Thanks for helping me out. To be fair to me, though:

You wrote:
You were asked to imagine that all stocks were fairly valued.

Actually, Jim asked me to Imagine that every stock in the world were trading at fair value tomorrow

You wrote:
Instead, your premise is that the market is overvalued

Actually my "premise" was noting a fact with which I think Jim would agree, that in the past the stock market has been overvalued for years at a time.

****

But I think after reading your note I did figure out what Jim was getting at, and that is that the stock market rises in value due to retained earnings of companies, and that is an example of its non-zero-sumness, which is true and I agree with.
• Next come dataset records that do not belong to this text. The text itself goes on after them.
use super::binary::BinaryParameters;
use super::{Activation, Classifier};
use crate::error::Result;
use crate::gradient_descent::{self, Gradient, TrainConfig, Trainable};
use crate::history::History;
use crate::metrics::{match_fraction, squared_error_sum};
use crate::{Matrix, Vector};
use ndarray::ArrayView1;

/// Binary classifier fitted by least squares on `+1`/`-1` targets.
///
/// Predicts `+1` where the linear score is non-negative and `-1` elsewhere.
#[derive(Clone, Debug)]
pub struct LinearBinaryClassifier {
    params: BinaryParameters,
}

impl LinearBinaryClassifier {
    pub fn new(weights: Vector, bias: f64) -> Self {
        Self {
            params: BinaryParameters::new(weights, bias, Activation::Identity),
        }
    }

    pub fn zeros(n_features: usize) -> Self {
        Self::new(Vector::zeros(n_features), 0.0)
    }

    /// Small uniform weights and bias, reproducible when `random_state` is set.
    pub fn random(n_features: usize, random_state: Option<u64>) -> Self {
        Self {
            params: BinaryParameters::random(n_features, random_state, Activation::Identity),
        }
    }

    pub fn weights(&self) -> ArrayView1<'_, f64> {
        self.params.weights()
    }

    pub fn bias(&self) -> f64 {
        self.params.bias()
    }

    pub fn decision_function(&self, x: &Matrix) -> Result<Vector> {
        self.params.check_features(x)?;
        Ok(self.params.decision_function(x))
    }

    /// Runs gradient descent on `(x, y)` and returns the updated parameters.
    pub fn train(
        &mut self,
        x: &Matrix,
        y: &Vector,
        config: &TrainConfig,
    ) -> Result<(ArrayView1<'_, f64>, f64)> {
        self.params.check_targets(x, y)?;
        gradient_descent::fit(self, x, y, config)?;
        Ok((self.params.weights(), self.params.bias()))
    }

    fn classify(&self, x: &Matrix) -> Vector {
        self.params
            .decision_function(x)
            .mapv_into(|score| if score >= 0.0 { 1.0 } else { -1.0 })
    }
}

impl Classifier for LinearBinaryClassifier {
    type Input = Matrix;
    type Labels = Vector;
    type Weights = Vector;
    type Bias = f64;

    fn predict(&self, x: &Matrix) -> Result<Vector> {
        self.params.check_features(x)?;
        Ok(self.classify(x))
    }

    fn loss(&self, x: &Matrix, y: &Vector) -> Result<f64> {
        self.params.check_targets(x, y)?;
        Ok(self.objective(x, y))
    }

    fn gradient(&self, x: &Matrix, y: &Vector) -> Result<Gradient<Vector, f64>> {
        self.params.check_targets(x, y)?;
        Ok(self.objective_gradient(x, y))
    }

    fn accuracy(&self, x: &Matrix, y: &Vector) -> Result<f64> {
        self.params.check_targets(x, y)?;
        Ok(self.score(x, y))
    }

    fn history(&self) -> &History<Vector, f64> {
        self.params.history()
    }
}

impl Trainable for LinearBinaryClassifier {
    type Features = Matrix;
    type Targets = Vector;
    type Weights = Vector;
    type Bias = f64;

    /// `0.5 / n · ‖x·w + b − y‖²`
    fn objective(&self, x: &Matrix, y: &Vector) -> f64 {
        0.5 * squared_error_sum(y, &self.params.decision_function(x)) / x.nrows() as f64
    }

    fn score(&self, x: &Matrix, y: &Vector) -> f64 {
        match_fraction(y, &self.classify(x))
    }

    fn objective_gradient(&self, x: &Matrix, y: &Vector) -> Gradient<Vector, f64> {
        BinaryParameters::residual_gradient(x, &self.params.residual(x, y))
    }

    fn descend(&mut self, gradient: &Gradient<Vector, f64>, learning_rate: f64) {
        self.params.descend(gradient, learning_rate);
    }

    fn snapshot(&self) -> (Vector, f64) {
        self.params.snapshot()
    }

    fn history_mut(&mut self) -> &mut History<Vector, f64> {
        self.params.history_mut()
    }

    fn n_samples(x: &Matrix) -> usize {
        x.nrows()
    }
}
And what I wanted Jim or others to recognize was that:
1) The entire non-zero component of the stock market arises form transactions in which the issuer of the stock participates.
2) If the issuers of stock that write or redeem warrants and options were included as part of the options market, the options market would also be non-zero sum.

****

In one of the posts, Jim hypothesized that there may be a net transfer of cash from the buyers of options to the sellers (or writers) of options. A very interesting thing to contemplate and something that would NOT be true in a frictionless market with "properly priced" options. It would not be true because the definition of "properly priced" is a set of prices which statistically average to equal amounts won and lost by people on both sides of the options transactions. If buyers are systematically overpaying for options, it is either because they are on the wrong side of the bid-ask spread more often than sellers, or because the options are mispriced and us retail guys should be writing options more often than we are buying.


I will hypothesize that there should be a net transfer of cash to the buyers of calls from their sellers, and to the sellers of puts from their buyers. My reasoning is that stock prices rise over time, so "properly" priced options will win on the long side over time and lose on the short side over time. That to zeroth and first orders, "investing" in options is just a funny way to invest in stock and eliminating arbitrage opportunities means the long side has to make more money than the short side since the stock hedge of long options books is rising in value, on average, while the short stock positions that hedge short options books are falling in value over time. In fact, if I am right, there should be a systematically higher advantage to being on the long side of options trades when markets are rising and a systematic advantage to being on the short side of options trades when the markets are falling.

I hope at least someone besides me has been entertained by these considerations. Whether that is true or not, I will go back to thinking about more useful things like how many angels can dance on the head of a pin and whether the devil is real.